* **PROBLEM TO SOLVE**: Exact copies of all the records below should be returned.

Saved data entries
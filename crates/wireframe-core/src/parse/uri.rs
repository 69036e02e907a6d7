/// Decode a request-target component: `%XX` and the legacy
/// `%uXXXX` escapes are unescaped, `+` becomes a space when `query` is
/// true, and a `%` not followed by two (or, for `%u`, four) valid hex
/// digits passes through as a literal `%` rather than erroring — percent
/// decoding here is lenient by design, the parser never rejects a request
/// over a malformed escape.
pub fn decode_uri_component(input: &str, query: bool) -> String {
    let bytes = input.as_bytes();
    let mut out = String::with_capacity(bytes.len());
    let mut i = 0;
    while i < bytes.len() {
        match bytes[i] {
            b'+' if query => {
                out.push(' ');
                i += 1;
            }
            b'%' => {
                if bytes.get(i + 1) == Some(&b'u') || bytes.get(i + 1) == Some(&b'U') {
                    if let Some(hex) = bytes.get(i + 2..i + 6) {
                        if let Some(cp) = parse_hex_u32(hex) {
                            if let Some(ch) = char::from_u32(cp) {
                                out.push(ch);
                                i += 6;
                                continue;
                            }
                        }
                    }
                    out.push('%');
                    i += 1;
                } else if let Some(hex) = bytes.get(i + 1..i + 3) {
                    if let Some(byte) = parse_hex_u8(hex) {
                        // Accumulate raw decoded bytes; handled below via a
                        // byte buffer so multi-byte UTF-8 sequences formed
                        // by consecutive %XX escapes decode correctly.
                        let mut raw = vec![byte];
                        i += 3;
                        while bytes.get(i) == Some(&b'%') {
                            if let Some(hex2) = bytes.get(i + 1..i + 3) {
                                if let Some(b2) = parse_hex_u8(hex2) {
                                    raw.push(b2);
                                    i += 3;
                                    continue;
                                }
                            }
                            break;
                        }
                        out.push_str(&String::from_utf8_lossy(&raw));
                        continue;
                    } else {
                        out.push('%');
                        i += 1;
                    }
                } else {
                    out.push('%');
                    i += 1;
                }
            }
            b => {
                // SAFETY-free: re-decode ASCII byte directly; non-ASCII
                // input bytes never appear here since `input` came from a
                // validated `&str`.
                out.push(b as char);
                i += 1;
            }
        }
    }
    out
}

fn parse_hex_u8(hex: &[u8]) -> Option<u8> {
    if hex.len() != 2 {
        return None;
    }
    let s = std::str::from_utf8(hex).ok()?;
    u8::from_str_radix(s, 16).ok()
}

fn parse_hex_u32(hex: &[u8]) -> Option<u32> {
    if hex.len() != 4 {
        return None;
    }
    let s = std::str::from_utf8(hex).ok()?;
    u32::from_str_radix(s, 16).ok()
}

/// Split a request-target into `(path, query)`, percent-decoding the path
/// and decoding `+` as space only within the query string.
pub fn split_and_decode(target: &str) -> (String, Option<String>) {
    match target.find('?') {
        Some(idx) => (
            decode_uri_component(&target[..idx], false),
            Some(decode_uri_component(&target[idx + 1..], true)),
        ),
        None => (decode_uri_component(target, false), None),
    }
}

#[cfg(test)]
mod tests {
    use super::*;

    #[test]
    fn decodes_percent_escapes() {
        assert_eq!(decode_uri_component("%2Fa%2Fb", false), "/a/b");
    }

    #[test]
    fn decodes_legacy_u_escape() {
        assert_eq!(decode_uri_component("%u0041", false), "A");
    }

    #[test]
    fn plus_is_space_only_in_query() {
        assert_eq!(decode_uri_component("a+b", true), "a b");
        assert_eq!(decode_uri_component("a+b", false), "a+b");
    }

    #[test]
    fn lone_percent_passes_through() {
        assert_eq!(decode_uri_component("100%", false), "100%");
        assert_eq!(decode_uri_component("50% off", false), "50% off");
    }

    #[test]
    fn split_and_decode_separates_query() {
        let (path, query) = split_and_decode("/search?q=a+b");
        assert_eq!(path, "/search");
        assert_eq!(query.as_deref(), Some("q=a b"));
    }
}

* **REPLY TO THE EXERCISE**:
filename crates/wireframe-core/src/parse/uri.rs
repository 69036e02e907a6d7
/// Decode a request-target component: `%XX` and the legacy
/// `%uXXXX` escapes are unescaped, `+` becomes a space when `query` is
/// true, and a `%` not followed by two (or, for `%u`, four) valid hex
/// digits passes through as a literal `%` rather than erroring — percent
/// decoding here is lenient by design, the parser never rejects a request
/// over a malformed escape.
pub fn decode_uri_component(input: &str, query: bool) -> String {
    let bytes = input.as_bytes();
    let mut out = String::with_capacity(bytes.len());
    let mut i = 0;
    while i < bytes.len() {
        match bytes[i] {
            b'+' if query => {
                out.push(' ');
                i += 1;
            }
            b'%' => {
                if bytes.get(i + 1) == Some(&b'u') || bytes.get(i + 1) == Some(&b'U') {
                    if let Some(hex) = bytes.get(i + 2..i + 6) {
                        if let Some(cp) = parse_hex_u32(hex) {
                            if let Some(ch) = char::from_u32(cp) {
                                out.push(ch);
                                i += 6;
                                continue;
                            }
                        }
                    }
                    out.push('%');
                    i += 1;
                } else if let Some(hex) = bytes.get(i + 1..i + 3) {
                    if let Some(byte) = parse_hex_u8(hex) {
                        // Accumulate raw decoded bytes; handled below via a
                        // byte buffer so multi-byte UTF-8 sequences formed
                        // by consecutive %XX escapes decode correctly.
                        let mut raw = vec![byte];
                        i += 3;
                        while bytes.get(i) == Some(&b'%') {
                            if let Some(hex2) = bytes.get(i + 1..i + 3) {
                                if let Some(b2) = parse_hex_u8(hex2) {
                                    raw.push(b2);
                                    i += 3;
                                    continue;
                                }
                            }
                            break;
                        }
                        out.push_str(&String::from_utf8_lossy(&raw));
                        continue;
                    } else {
                        out.push('%');
                        i += 1;
                    }
                } else {
                    out.push('%');
                    i += 1;
                }
            }
            b => {
                // SAFETY-free: re-decode ASCII byte directly; non-ASCII
                // input bytes never appear here since `input` came from a
                // validated `&str`.
                out.push(b as char);
                i += 1;
            }
        }
    }
    out
}

fn parse_hex_u8(hex: &[u8]) -> Option<u8> {
    if hex.len() != 2 {
        return None;
    }
    let s = std::str::from_utf8(hex).ok()?;
    u8::from_str_radix(s, 16).ok()
}

fn parse_hex_u32(hex: &[u8]) -> Option<u32> {
    if hex.len() != 4 {
        return None;
    }
    let s = std::str::from_utf8(hex).ok()?;
    u32::from_str_radix(s, 16).ok()
}

/// Split a request-target into `(path, query)`, percent-decoding the path
/// and decoding `+` as space only within the query string.
pub fn split_and_decode(target: &str) -> (String, Option<String>) {
    match target.find('?') {
        Some(idx) => (
            decode_uri_component(&target[..idx], false),
            Some(decode_uri_component(&target[idx + 1..], true)),
        ),
        None => (decode_uri_component(target, false), None),
    }
}

#[cfg(test)]
mod tests {
    use super::*;

    #[test]
    fn decodes_percent_escapes() {
        assert_eq!(decode_uri_component("%2Fa%2Fb", false), "/a/b");
    }

    #[test]
    fn decodes_legacy_u_escape() {
        assert_eq!(decode_uri_component("%u0041", false), "A");
    }

    #[test]
    fn plus_is_space_only_in_query() {
        assert_eq!(decode_uri_component("a+b", true), "a b");
        assert_eq!(decode_uri_component("a+b", false), "a+b");
    }

    #[test]
    fn lone_percent_passes_through() {
        assert_eq!(decode_uri_component("100%", false), "100%");
        assert_eq!(decode_uri_component("50% off", false), "50% off");
    }

    #[test]
    fn split_and_decode_separates_query() {
        let (path, query) = split_and_decode("/search?q=a+b");
        assert_eq!(path, "/search");
        assert_eq!(query.as_deref(), Some("q=a b"));
    }
}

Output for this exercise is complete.